:: Exercise details ::
Please state how many lines in the records below contain the word "GateService", giving only the number.

:: Material to process ::
//! Reference implementation of the gateway service: answers every operation from the fixture
//! registry and can be switched into declared-error or injected-fault mode at runtime.
//!
//! Request mismatches and identity mismatches never change a response. They are recorded as
//! failures that the driving suite drains with `take_failures`.

use std::sync::atomic::{AtomicBool, Ordering};
use std::sync::Arc;

use async_trait::async_trait;
use parking_lot::{Mutex, RwLock};
use tracing::{debug, warn};

use super::fault::{release_gate, FaultMode, ReleaseGate, ReleaseHandle, BACKEND_SENTINEL, FORCED_PANIC_MESSAGE};
use super::service::{GateService, StreamSink};
use crate::error::{GateError, GateResult};
use crate::fixtures::{ExecShape, FixtureRegistry};
use crate::identity::RequestContext;
use crate::proto::{
    BatchQueryShard, EntityIdsQuery, KeyRangeQuery, KeyspaceIdBatchQuery, KeyspaceIdQuery, Query, QueryResponse,
    QueryResult, QueryResultList, QueryShard, SplitQueryRequest, SplitQueryResult, SrvKeyspace,
};
use crate::session::Session;

pub struct ReferenceServer {
    fixtures: Arc<FixtureRegistry>,
    mode: RwLock<FaultMode>,
    check_caller_id: AtomicBool,
    force_begin_success: AtomicBool,
    gate: Mutex<Option<ReleaseGate>>,
    failures: Mutex<Vec<String>>,
}

impl ReferenceServer {
    pub fn new(fixtures: Arc<FixtureRegistry>) -> Self {
        Self {
            fixtures,
            mode: RwLock::new(FaultMode::Normal),
            check_caller_id: AtomicBool::new(false),
            force_begin_success: AtomicBool::new(false),
            gate: Mutex::new(None),
            failures: Mutex::new(Vec::new()),
        }
    }

    pub fn fixtures(&self) -> &Arc<FixtureRegistry> { &self.fixtures }

    pub fn fault_mode(&self) -> FaultMode { *self.mode.read() }

    pub fn set_fault_mode(&self, mode: FaultMode) {
        debug!(mode = %mode, "fault mode set");
        *self.mode.write() = mode;
    }

    /// When enabled, every handler verifies the ambient caller identity against the fixture one.
    pub fn set_check_caller_id(&self, on: bool) { self.check_caller_id.store(on, Ordering::SeqCst); }

    /// Lets `begin` succeed regardless of fault mode, so commit/rollback fault paths have a session to send.
    pub fn set_force_begin_success(&self, on: bool) { self.force_begin_success.store(on, Ordering::SeqCst); }

    /// Installs a fresh release gate for the next declared-error stream, replacing any unfired one.
    pub fn arm_release_gate(&self) -> ReleaseHandle {
        let (gate, handle) = release_gate();
        if self.gate.lock().replace(gate).is_some() {
            debug!("replaced an unfired release gate");
        }
        handle
    }

    /// Drains the failures recorded since the last call.
    pub fn take_failures(&self) -> Vec<String> { std::mem::take(&mut *self.failures.lock()) }

    fn record_failure(&self, msg: String) {
        warn!(target: "shardgate::reference", "{}", msg);
        self.failures.lock().push(msg);
    }

    /// Applies the fault mode at handler entry.
    fn enter(&self) -> GateResult<()> {
        match self.fault_mode() {
            FaultMode::Normal => Ok(()),
            FaultMode::DeclaredError => Err(GateError::backend(BACKEND_SENTINEL)),
            FaultMode::InjectedFault => panic!("{}", FORCED_PANIC_MESSAGE),
        }
    }

    fn verify_caller_id(&self, ctx: &RequestContext, op: &str) {
        if !self.check_caller_id.load(Ordering::SeqCst) {
            return;
        }
        match &ctx.caller_id {
            None => self.record_failure(format!("no effective caller id for {}", op)),
            Some(id) if id != self.fixtures.caller_id() => self.record_failure(format!(
                "invalid effective caller id for {}: got {:?} expected {:?}",
                op,
                id,
                self.fixtures.caller_id()
            )),
            Some(_) => {}
        }
    }

    fn unary<Q: ExecShape>(&self, ctx: &RequestContext, op: &str, mut req: Q) -> GateResult<QueryResponse> {
        self.enter()?;
        self.verify_caller_id(ctx, op);
        req.set_caller_id(None);
        let case = self.fixtures.lookup(req.routing_sql()).ok_or_else(|| GateError::no_match(req.routing_sql()))?;
        let expected = Q::expected(case);
        if &req != expected {
            self.record_failure(format!("{} has wrong input: got {:?} wanted {:?}", op, req, expected));
            return Ok(QueryResponse::default());
        }
        Ok(case.reply.clone())
    }

    fn batch<Q: ExecShape>(&self, ctx: &RequestContext, op: &str, req: Q) -> GateResult<QueryResultList> {
        let reply = self.unary(ctx, op, req)?;
        let list = match reply.result {
            Some(result) if reply.error.is_empty() => vec![result],
            _ => Vec::new(),
        };
        Ok(QueryResultList { list, session: reply.session, error: reply.error })
    }

    /// Streams the fixture: one descriptor-only message, then one message per row. In
    /// declared-error mode the rows are replaced by the sentinel, which is only returned once
    /// the release gate fires.
    async fn stream<Q: ExecShape>(&self, ctx: &RequestContext, op: &str, mut req: Q, sink: StreamSink) -> GateResult<()> {
        let mode = self.fault_mode();
        if mode == FaultMode::InjectedFault {
            panic!("{}", FORCED_PANIC_MESSAGE);
        }
        self.verify_caller_id(ctx, op);
        req.set_caller_id(None);
        let case = self.fixtures.lookup(req.routing_sql()).ok_or_else(|| GateError::no_match(req.routing_sql()))?;
        let expected = Q::expected(case);
        if &req != expected {
            self.record_failure(format!("{} has wrong input: got {:?} wanted {:?}", op, req, expected));
            return Ok(());
        }
        match &case.reply.result {
            Some(result) => {
                sink.send(QueryResult { fields: result.fields.clone(), ..Default::default() })?;
                if mode == FaultMode::DeclaredError {
                    self.hold_until_released(op).await;
                    return Err(GateError::backend(BACKEND_SENTINEL));
                }
                for row in &result.rows {
                    sink.send(QueryResult { rows: vec![row.clone()], ..Default::default() })?;
                }
            }
            None if mode == FaultMode::DeclaredError => return Err(GateError::backend(BACKEND_SENTINEL)),
            None => {}
        }
        if !case.reply.error.is_empty() {
            return Err(GateError::application(case.reply.error.clone()));
        }
        Ok(())
    }

    async fn hold_until_released(&self, op: &str) {
        let gate = self.gate.lock().take();
        match gate {
            Some(gate) => {
                if !gate.wait().await {
                    warn!(op, "release handle dropped without firing");
                }
            }
            None => warn!(op, "declared-error stream reached its release point with no gate armed"),
        }
    }

    fn finish(&self, ctx: &RequestContext, op: &str, session: Session) -> GateResult<()> {
        self.enter()?;
        self.verify_caller_id(ctx, op);
        if &session != self.fixtures.session2() {
            return Err(GateError::session_mismatch(&op.to_ascii_lowercase()));
        }
        Ok(())
    }
}

#[async_trait]
impl GateService for ReferenceServer {
    async fn execute(&self, ctx: &RequestContext, req: Query) -> GateResult<QueryResponse> {
        self.unary(ctx, "Execute", req)
    }

    async fn execute_shard(&self, ctx: &RequestContext, req: QueryShard) -> GateResult<QueryResponse> {
        self.unary(ctx, "ExecuteShard", req)
    }

    async fn execute_keyspace_ids(&self, ctx: &RequestContext, req: KeyspaceIdQuery) -> GateResult<QueryResponse> {
        self.unary(ctx, "ExecuteKeyspaceIds", req)
    }

    async fn execute_key_ranges(&self, ctx: &RequestContext, req: KeyRangeQuery) -> GateResult<QueryResponse> {
        self.unary(ctx, "ExecuteKeyRanges", req)
    }

    async fn execute_entity_ids(&self, ctx: &RequestContext, req: EntityIdsQuery) -> GateResult<QueryResponse> {
        self.unary(ctx, "ExecuteEntityIds", req)
    }

    async fn execute_batch_shard(&self, ctx: &RequestContext, req: BatchQueryShard) -> GateResult<QueryResultList> {
        self.batch(ctx, "ExecuteBatchShard", req)
    }

    async fn execute_batch_keyspace_ids(&self, ctx: &RequestContext, req: KeyspaceIdBatchQuery) -> GateResult<QueryResultList> {
        self.batch(ctx, "ExecuteBatchKeyspaceIds", req)
    }

    async fn stream_execute(&self, ctx: &RequestContext, req: Query, sink: StreamSink) -> GateResult<()> {
        self.stream(ctx, "StreamExecute", req, sink).await
    }

    async fn stream_execute_shard(&self, ctx: &RequestContext, req: QueryShard, sink: StreamSink) -> GateResult<()> {
        self.stream(ctx, "StreamExecuteShard", req, sink).await
    }

    async fn stream_execute_key_ranges(&self, ctx: &RequestContext, req: KeyRangeQuery, sink: StreamSink) -> GateResult<()> {
        self.stream(ctx, "StreamExecuteKeyRanges", req, sink).await
    }

    async fn stream_execute_keyspace_ids(&self, ctx: &RequestContext, req: KeyspaceIdQuery, sink: StreamSink) -> GateResult<()> {
        self.stream(ctx, "StreamExecuteKeyspaceIds", req, sink).await
    }

    async fn begin(&self, ctx: &RequestContext) -> GateResult<Session> {
        if !self.force_begin_success.load(Ordering::SeqCst) {
            self.enter()?;
        }
        self.verify_caller_id(ctx, "Begin");
        Ok(self.fixtures.session1().clone())
    }

    async fn commit(&self, ctx: &RequestContext, session: Session) -> GateResult<()> {
        self.finish(ctx, "Commit", session)
    }

    async fn rollback(&self, ctx: &RequestContext, session: Session) -> GateResult<()> {
        self.finish(ctx, "Rollback", session)
    }

    async fn split_query(&self, ctx: &RequestContext, mut req: SplitQueryRequest) -> GateResult<SplitQueryResult> {
        self.enter()?;
        self.verify_caller_id(ctx, "SplitQuery");
        req.caller_id = None;
        if &req != self.fixtures.split_request() {
            self.record_failure(format!(
                "SplitQuery has wrong input: got {:?} wanted {:?}",
                req,
                self.fixtures.split_request()
            ));
        }
        Ok(self.fixtures.split_result().clone())
    }

    async fn get_srv_keyspace(&self, ctx: &RequestContext, keyspace: String) -> GateResult<SrvKeyspace> {
        self.enter()?;
        self.verify_caller_id(ctx, "GetSrvKeyspace");
        if keyspace != self.fixtures.srv_keyspace_name() {
            self.record_failure(format!(
                "GetSrvKeyspace has wrong input: got {} wanted {}",
                keyspace,
                self.fixtures.srv_keyspace_name()
            ));
        }
        Ok(self.fixtures.srv_keyspace().clone())
    }
}

#[cfg(test)]
mod tests {
    use super::*;
    use crate::fixtures::{ERROR_REQUEST, REQUEST1};
    use crate::server::boundary::guarded;
    use crate::proto::Method;

    fn server() -> ReferenceServer {
        ReferenceServer::new(Arc::new(FixtureRegistry::canonical()))
    }

    #[tokio::test]
    async fn unknown_sql_is_not_found() {
        let s = server();
        let ctx = RequestContext::new();
        let req = Query { sql: "none".into(), ..Default::default() };
        assert_eq!(s.execute(&ctx, req).await, Err(GateError::no_match("none")));
    }

    #[tokio::test]
    async fn mismatch_is_recorded_but_answered() {
        let s = server();
        let ctx = RequestContext::new();
        let mut req = s.fixtures().lookup(REQUEST1).unwrap().query.clone();
        req.tablet_type = crate::proto::TabletType::Replica;
        let reply = s.execute(&ctx, req).await.unwrap();
        assert_eq!(reply, QueryResponse::default());
        let failures = s.take_failures();
        assert_eq!(failures.len(), 1);
        assert!(failures[0].starts_with("Execute has wrong input"));
        assert!(s.take_failures().is_empty());
    }

    #[tokio::test]
    async fn identity_check_records_missing_caller() {
        let s = server();
        s.set_check_caller_id(true);
        let ctx = RequestContext::new();
        let req = s.fixtures().lookup(REQUEST1).unwrap().query.clone();
        let reply = s.execute(&ctx, req.clone()).await.unwrap();
        assert!(reply.result.is_some());
        assert_eq!(s.take_failures(), vec!["no effective caller id for Execute".to_string()]);

        let ctx = RequestContext::new().with_caller_id(s.fixtures().caller_id().clone());
        s.execute(&ctx, req).await.unwrap();
        assert!(s.take_failures().is_empty());
    }

    #[tokio::test]
    async fn batch_passes_error_through_without_list() {
        let s = server();
        let ctx = RequestContext::new();
        let req = s.fixtures().lookup(ERROR_REQUEST).unwrap().batch_query_shard.clone();
        let reply = s.execute_batch_shard(&ctx, req).await.unwrap();
        assert!(reply.list.is_empty());
        assert_eq!(reply.error, "app error");
    }

    #[tokio::test]
    async fn declared_error_and_forced_begin() {
        let s = server();
        let ctx = RequestContext::new();
        s.set_fault_mode(FaultMode::DeclaredError);
        assert_eq!(s.begin(&ctx).await, Err(GateError::backend(BACKEND_SENTINEL)));
        s.set_force_begin_success(true);
        assert_eq!(s.begin(&ctx).await.as_ref(), Ok(s.fixtures().session1()));
    }

    #[tokio::test]
    async fn injected_fault_is_caught_by_the_boundary() {
        let s = server();
        let ctx = RequestContext::new();
        s.set_fault_mode(FaultMode::InjectedFault);
        let err = guarded(Method::GetSrvKeyspace, &ctx, s.get_srv_keyspace(&ctx, "test_keyspace".into()))
            .await
            .unwrap_err();
        assert!(err.to_string().contains("uncaught panic: test forced panic"));
    }

    #[tokio::test]
    async fn commit_requires_post_execute_session() {
        let s = server();
        let ctx = RequestContext::new();
        let s1 = s.fixtures().session1().clone();
        let s2 = s.fixtures().session2().clone();
        assert_eq!(s.commit(&ctx, s1.clone()).await, Err(GateError::session_mismatch("commit")));
        assert_eq!(s.rollback(&ctx, s1).await, Err(GateError::session_mismatch("rollback")));
        assert_eq!(s.commit(&ctx, s2).await, Ok(()));
    }

    #[tokio::test]
    async fn stream_sends_descriptors_then_rows() {
        let s = server();
        let ctx = RequestContext::new();
        let (sink, mut rx) = StreamSink::channel();
        let req = s.fixtures().lookup(REQUEST1).unwrap().query.clone();
        s.stream_execute(&ctx, req, sink).await.unwrap();
        let first = rx.recv().await.unwrap();
        assert_eq!(&first, s.fixtures().stream_result1());
        assert_eq!(rx.recv().await.unwrap().rows.len(), 1);
        assert_eq!(rx.recv().await.unwrap().rows.len(), 1);
        assert!(rx.recv().await.is_none());
    }
}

:: Task result ::
2